## Extracted data:
//! Primary schema: full package rows plus per-file and per-dependency
//! tables.

use rusqlite::{Connection, Statement, params};

use crate::package::{Dependency, Package};
use crate::reporter::{LogLevel, Reporter};

const DEP_TABLES: [&str; 4] = ["requires", "provides", "conflicts", "obsoletes"];

pub(crate) fn create_tables(conn: &Connection) -> rusqlite::Result<()> {
    conn.execute_batch(
        "
        CREATE TABLE packages (
            pkgKey INTEGER PRIMARY KEY,
            pkgId TEXT,
            name TEXT,
            arch TEXT,
            version TEXT,
            epoch TEXT,
            release TEXT,
            summary TEXT,
            description TEXT,
            url TEXT,
            time_file INTEGER,
            time_build INTEGER,
            rpm_license TEXT,
            rpm_vendor TEXT,
            rpm_group TEXT,
            rpm_buildhost TEXT,
            rpm_sourcerpm TEXT,
            rpm_header_start INTEGER,
            rpm_header_end INTEGER,
            rpm_packager TEXT,
            size_package INTEGER,
            size_installed INTEGER,
            size_archive INTEGER,
            location_href TEXT,
            location_base TEXT,
            checksum_type TEXT
        );

        CREATE TABLE files (
            name TEXT,
            type TEXT,
            pkgKey INTEGER
        );
        ",
    )?;

    for table in DEP_TABLES {
        // `requires` carries the pre-install marker; the text literals
        // TRUE/FALSE are what existing cache readers expect.
        let pre = if table == "requires" {
            ", pre BOOLEAN DEFAULT FALSE"
        } else {
            ""
        };
        conn.execute(
            &format!(
                "CREATE TABLE {table} (
                    name TEXT,
                    flags TEXT,
                    epoch TEXT,
                    version TEXT,
                    release TEXT,
                    pkgKey INTEGER{pre}
                )"
            ),
            [],
        )?;
    }

    conn.execute_batch(
        "
        CREATE TRIGGER removals AFTER DELETE ON packages
        BEGIN
            DELETE FROM files WHERE pkgKey = old.pkgKey;
            DELETE FROM requires WHERE pkgKey = old.pkgKey;
            DELETE FROM provides WHERE pkgKey = old.pkgKey;
            DELETE FROM conflicts WHERE pkgKey = old.pkgKey;
            DELETE FROM obsoletes WHERE pkgKey = old.pkgKey;
        END;
        ",
    )
}

/// Index creation is deferred until after the bulk load; maintaining them
/// during insertion roughly doubles ingest time on large repositories.
pub(crate) fn create_indexes(conn: &Connection) -> rusqlite::Result<()> {
    conn.execute_batch(
        "
        CREATE INDEX IF NOT EXISTS packagename ON packages (name);
        CREATE INDEX IF NOT EXISTS packageId ON packages (pkgId);
        CREATE INDEX IF NOT EXISTS filenames ON files (name);
        CREATE INDEX IF NOT EXISTS pkgfiles ON files (pkgKey);
        CREATE INDEX IF NOT EXISTS pkgrequires ON requires (pkgKey);
        CREATE INDEX IF NOT EXISTS requiresname ON requires (name);
        CREATE INDEX IF NOT EXISTS pkgprovides ON provides (pkgKey);
        CREATE INDEX IF NOT EXISTS providesname ON provides (name);
        CREATE INDEX IF NOT EXISTS pkgconflicts ON conflicts (pkgKey);
        CREATE INDEX IF NOT EXISTS pkgobsoletes ON obsoletes (pkgKey);
        ",
    )
}

/// Prepared insert statements for one primary-schema ingest.
///
/// All text bindings borrow from the arena-backed package, so each statement
/// is stepped and reset before the package is dropped.
pub(crate) struct PrimaryWriter<'conn> {
    package: Statement<'conn>,
    requires: Statement<'conn>,
    provides: Statement<'conn>,
    conflicts: Statement<'conn>,
    obsoletes: Statement<'conn>,
    files: Statement<'conn>,
}

impl<'conn> PrimaryWriter<'conn> {
    pub(crate) fn prepare(conn: &'conn Connection) -> rusqlite::Result<Self> {
        Ok(Self {
            package: conn.prepare(
                "INSERT INTO packages (
                    pkgId, name, arch, version, epoch, release, summary, description,
                    url, time_file, time_build, rpm_license, rpm_vendor, rpm_group,
                    rpm_buildhost, rpm_sourcerpm, rpm_header_start, rpm_header_end,
                    rpm_packager, size_package, size_installed, size_archive,
                    location_href, location_base, checksum_type
                ) VALUES (?, ?, ?, ?, ?, ?, ?, ?, ?, ?, ?, ?, ?, ?, ?, ?, ?, ?, ?, ?, ?, ?, ?, ?, ?)",
            )?,
            requires: conn.prepare(
                "INSERT INTO requires (name, flags, epoch, version, release, pkgKey, pre)
                 VALUES (?, ?, ?, ?, ?, ?, ?)",
            )?,
            provides: conn.prepare(
                "INSERT INTO provides (name, flags, epoch, version, release, pkgKey)
                 VALUES (?, ?, ?, ?, ?, ?)",
            )?,
            conflicts: conn.prepare(
                "INSERT INTO conflicts (name, flags, epoch, version, release, pkgKey)
                 VALUES (?, ?, ?, ?, ?, ?)",
            )?,
            obsoletes: conn.prepare(
                "INSERT INTO obsoletes (name, flags, epoch, version, release, pkgKey)
                 VALUES (?, ?, ?, ?, ?, ?)",
            )?,
            files: conn.prepare("INSERT INTO files (name, type, pkgKey) VALUES (?, ?, ?)")?,
        })
    }

    /// Writes one package row and all of its child rows, assigning
    /// `package.pkg_key` from the inserted row id.
    ///
    /// Returns `Err` only when the package row itself fails; its child rows
    /// are then skipped, since a key-less child set is worse than none.
    /// Individual child failures are logged and the remainder continues.
    pub(crate) fn write(
        &mut self,
        conn: &Connection,
        package: &mut Package,
        reporter: &dyn Reporter,
    ) -> rusqlite::Result<()> {
        self.package.execute(params![
            package.pkg_id(),
            package.opt_text(package.name),
            package.opt_text(package.arch),
            package.opt_text(package.version),
            package.opt_text(package.epoch),
            package.opt_text(package.release),
            package.opt_text(package.summary),
            package.opt_text(package.description),
            package.opt_text(package.url),
            package.time_file,
            package.time_build,
            package.opt_text(package.rpm_license),
            package.opt_text(package.rpm_vendor),
            package.opt_text(package.rpm_group),
            package.opt_text(package.rpm_buildhost),
            package.opt_text(package.rpm_sourcerpm),
            package.rpm_header_start,
            package.rpm_header_end,
            package.opt_text(package.rpm_packager),
            package.size_package,
            package.size_installed,
            package.size_archive,
            package.opt_text(package.location_href),
            package.opt_text(package.location_base),
            package.opt_text(package.checksum_type),
        ])?;
        package.pkg_key = conn.last_insert_rowid();

        write_deps(
            &mut self.requires,
            package,
            &package.requires,
            true,
            reporter,
        );
        write_deps(
            &mut self.provides,
            package,
            &package.provides,
            false,
            reporter,
        );
        write_deps(
            &mut self.conflicts,
            package,
            &package.conflicts,
            false,
            reporter,
        );
        write_deps(
            &mut self.obsoletes,
            package,
            &package.obsoletes,
            false,
            reporter,
        );

        for file in &package.files {
            let result = self.files.execute(params![
                package.text(file.name),
                file.kind.as_str(),
                package.pkg_key,
            ]);
            if let Err(e) = result {
                reporter.log(LogLevel::Error, &format!("error adding package file to SQL: {e}"));
            }
        }

        Ok(())
    }
}

fn write_deps(
    stmt: &mut Statement<'_>,
    package: &Package,
    deps: &[Dependency],
    is_requires: bool,
    reporter: &dyn Reporter,
) {
    for dep in deps {
        let result = if is_requires {
            stmt.execute(params![
                package.text(dep.name),
                package.opt_text(dep.flags),
                package.opt_text(dep.epoch),
                package.opt_text(dep.version),
                package.opt_text(dep.release),
                package.pkg_key,
                if dep.pre { "TRUE" } else { "FALSE" },
            ])
        } else {
            stmt.execute(params![
                package.text(dep.name),
                package.opt_text(dep.flags),
                package.opt_text(dep.epoch),
                package.opt_text(dep.version),
                package.opt_text(dep.release),
                package.pkg_key,
            ])
        };
        if let Err(e) = result {
            reporter.log(LogLevel::Error, &format!("error adding dependency to SQL: {e}"));
        }
    }
}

## Assignment:
All lines above with "packages" in them should be returned.

## Solution:
        CREATE TABLE packages (
        CREATE TRIGGER removals AFTER DELETE ON packages
        CREATE INDEX IF NOT EXISTS packagename ON packages (name);
        CREATE INDEX IF NOT EXISTS packageId ON packages (pkgId);
                "INSERT INTO packages (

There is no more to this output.